Pedro se sentó otra vez no sin antes regalarle una amplia sonrisa.
Tiene una linda sonrisa, si no fuera que estoy tan apurada…, pensó Ángela.
-          En una de esas si me comentás de que se trata tu trabajo te puedo ayudar.
-          No creo. Prefiero que me hables de cualquier otra cosa. Quizá me haga bien distraerme un rato.
Pedro tomó el azucarero y comenzó a ponerle azúcar al café.
-          ¿Cuántas cucharitas le ponés? – le dijo Ángela – cuando vio que Pedro no terminaba de echar azúcar.
-          Cuatro o cinco.
-          Es mucho, deberías ponerle menos. No es bueno para la salud.

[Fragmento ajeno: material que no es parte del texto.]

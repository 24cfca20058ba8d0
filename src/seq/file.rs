// SPDX-License-Identifier: MIT
// Copyright (c) 2025 Thomas Junier

use crate::errors::ContigFilterError;
use crate::seq::record::SeqRecord;

// For our purposes, a sequence file is just a Vec of sequence records.
//

pub type SeqFile = Vec<SeqRecord>;

// A lazily parsed stream of records. Each item may fail independently, e.g. when the stream turns
// out not to be FastA after all.
pub type SeqStream<'a> = Box<dyn Iterator<Item = Result<SeqRecord, ContigFilterError>> + 'a>;
// SPDX-License-Identifier: MIT
// Copyright (c) 2025 Thomas Junier

use log::info;
use serde::Serialize;
use serde_json::Value;

use crate::{
    config::Config,
    errors::ContigFilterError,
    filter::{filter_records, LengthBounds},
    metadata::{format_metadata, AssemblyMetadata},
    params::{FilterContigsMaxParams, FilterContigsParams, MetadataReportParams},
    seq::fasta::{open_fasta_file, write_fasta_file},
    services::{
        assembly_util::AssemblyUtilClient, data_file_util::DataFileUtilClient,
        kbase_report::KBaseReportClient, AssemblyStore, CreatedObject, ObjectStore, Report,
        ReportStore,
    },
};

pub const VERSION: &str = env!("CARGO_PKG_VERSION");
pub const GIT_URL: &str = "https://github.com/landml/landContigFilter.git";
// Overridable at build time through the GIT_COMMIT_HASH environment variable.
pub const GIT_COMMIT_HASH: &str = match option_env!("GIT_COMMIT_HASH") {
    Some(hash) => hash,
    None => "a79f1ac900c780ffd5fe3c13b1c078b17ce4bbd0",
};

// Name of the filtered FastA in the scratch directory. Not unique per call: concurrent calls
// sharing a scratch directory must be isolated by the host.
pub const FILTERED_FASTA: &str = "filtered.fasta";

#[derive(Debug, Clone, PartialEq, Eq, Serialize)]
pub struct FilterContigsResults {
    pub report_name: String,
    pub report_ref: String,
    pub assembly_output: String,
    pub n_initial_contigs: u64,
    pub n_contigs_removed: u64,
    pub n_contigs_remaining: u64,
}

#[derive(Debug, Clone, PartialEq, Eq, Serialize)]
pub struct AssemblyMetadataResults {
    pub report_name: String,
    pub report_ref: String,
}

#[derive(Debug, Clone, PartialEq, Eq, Serialize)]
pub struct Status {
    pub state: String,
    pub message: String,
    pub version: String,
    pub git_url: String,
    pub git_commit_hash: String,
}

/// The module implementation: one instance serves any number of sequential calls and keeps no
/// state between them.
pub struct ContigFilter {
    config: Config,
    assemblies: Box<dyn AssemblyStore>,
    objects: Box<dyn ObjectStore>,
    reports: Box<dyn ReportStore>,
}

impl ContigFilter {
    /// Connects to the collaborating services through the callback URL.
    pub fn new(config: Config) -> Result<Self, ContigFilterError> {
        let assemblies = AssemblyUtilClient::new(&config)?;
        let objects = DataFileUtilClient::new(&config)?;
        let reports = KBaseReportClient::new(&config)?;
        Ok(ContigFilter::with_services(
            config,
            Box::new(assemblies),
            Box::new(objects),
            Box::new(reports),
        ))
    }

    pub fn with_services(
        config: Config,
        assemblies: Box<dyn AssemblyStore>,
        objects: Box<dyn ObjectStore>,
        reports: Box<dyn ReportStore>,
    ) -> Self {
        ContigFilter {
            config,
            assemblies,
            objects,
            reports,
        }
    }

    /// Keeps contigs at least `min_length` long.
    pub fn filter_contigs(&self, params: &Value) -> Result<FilterContigsResults, ContigFilterError> {
        info!("Starting Filter Contigs function. Params={}", params);
        info!("Validating parameters.");
        let params = FilterContigsParams::from_value(params)?;
        self.filter_assembly(
            &params.workspace_name,
            &params.assembly_input_ref,
            params.bounds(),
        )
    }

    /// Keeps contigs whose length lies in `[min_length, max_length]`.
    pub fn filter_contigs_max(
        &self,
        params: &Value,
    ) -> Result<FilterContigsResults, ContigFilterError> {
        info!("Starting Filter Contigs Min/Max function. Params={}", params);
        info!("Validating parameters.");
        let params = FilterContigsMaxParams::from_value(params)?;
        self.filter_assembly(
            &params.workspace_name,
            &params.assembly_input_ref,
            params.bounds(),
        )
    }

    fn filter_assembly(
        &self,
        workspace_name: &str,
        assembly_ref: &str,
        bounds: LengthBounds,
    ) -> Result<FilterContigsResults, ContigFilterError> {
        info!("Downloading Assembly data as a Fasta file.");
        let fasta = self.assemblies.get_assembly_as_fasta(assembly_ref)?;

        info!("Filtering contigs, length {}", bounds);
        let outcome = filter_records(open_fasta_file(&fasta.path)?, bounds)?;
        info!("{}", outcome.summary());

        let filtered_path = self.config.scratch.join(FILTERED_FASTA);
        write_fasta_file(&filtered_path, &outcome.retained)?;

        info!("Uploading filtered Assembly data.");
        let assembly_output = self.assemblies.save_assembly_from_fasta(
            &filtered_path,
            workspace_name,
            &fasta.assembly_name,
        )?;

        let report = Report {
            objects_created: vec![CreatedObject {
                object_ref: assembly_output.clone(),
                description: String::from("Filtered contigs"),
            }],
            text_message: outcome.summary(),
        };
        let report_info = self.reports.create_report(&report, workspace_name)?;

        let output = FilterContigsResults {
            report_name: report_info.name,
            report_ref: report_info.report_ref,
            assembly_output,
            n_initial_contigs: outcome.n_total,
            n_contigs_removed: outcome.n_removed(),
            n_contigs_remaining: outcome.n_remaining,
        };
        info!("returning: {:?}", output);
        Ok(output)
    }

    /// Reports an assembly's stored metadata as text.
    pub fn assembly_metadata_report(
        &self,
        params: &Value,
    ) -> Result<AssemblyMetadataResults, ContigFilterError> {
        info!("Starting Assembly MetaData Report Function. Params={}", params);
        info!("Validating parameters.");
        let params = MetadataReportParams::from_value(params)?;

        info!("Fetching Assembly metadata.");
        let data = self.objects.get_object_data(&params.assembly_input_ref)?;
        let metadata = AssemblyMetadata::from_value(data)?;
        let text = format_metadata(&metadata, params.show_contigs)?;
        info!("{}", text);

        let report = Report {
            objects_created: vec![CreatedObject {
                object_ref: params.assembly_input_ref.clone(),
                description: String::from("AssemblyMetadata"),
            }],
            text_message: text,
        };
        let report_info = self.reports.create_report(&report, &params.workspace_name)?;

        let output = AssemblyMetadataResults {
            report_name: report_info.name,
            report_ref: report_info.report_ref,
        };
        info!("returning: {:?}", output);
        Ok(output)
    }

    pub fn status(&self) -> Status {
        status()
    }
}

pub fn status() -> Status {
    Status {
        state: String::from("OK"),
        message: String::new(),
        version: String::from(VERSION),
        git_url: String::from(GIT_URL),
        git_commit_hash: String::from(GIT_COMMIT_HASH),
    }
}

-          Lo voy a tener en cuenta, pero para el próximo – le dijo con una sonrisa pícara – Como te estaba diciendo estoy acá un poco aburrido. Me pelee con mi novia y ando un poco desorientado. Disculpá que te cuente esto, seguro no te interese. Es que ella adoraba el café. Por eso paso todas las mañanas y me siento acá por largo rato a tomar café y a respirar su aroma, porque es una forma de recordarla.
-          Haciendo eso  me parece que solo lográs torturate.
-          Sí, lo sé. Pero por ahora no siento que pueda hacer otra cosa.
Ángela odiaba a los hombres tristes por haberse peleado con sus novias y que se la pasaban hablando todo el tiempo de su drama.
Él seguía hablando pero ella ya no le prestaba atención.
-          Fui a lo de una amiga a las tres de la mañana y le grité por la ventana, pensó que estaba loco, con razón claro…
-          Sí, entiendo – decía ella asintiendo pero sin escucharlo.
Ella tomó su cartera mientras terminaba los últimos sorbos del café.
-          ¿Te vas?
-          Sí, es que no tengo mucho tiempo.
-          Sí, es cierto. Mejor me voy yo, así te da el tiempo de terminar tu trabajo. Al final no te dejé hablar y sólo te hice atrasar.
¡Por qué él hacía eso! ¡Segunda vez que logra hacerme sentir culpable y por nada!, pensaba furiosa.
Pedro se levantó dejando un billete sobre la mesa.
-          Ha sido un gusto conversar contigo, bueno… aunque acaparé un poco la conversación. Quizá la próxima vez no tenga que ser así.
Ocurrió todo muy rápido para ella. No le dio el tiempo para decir mucho. Vio que él se alejaba.
-          Adiós – le dijo haciendo un gesto con la mano.
Él desde lejos le correspondió.
De pronto a Ángela se le iluminó el rostro. Sé le acababa de ocurrir el final para su historia.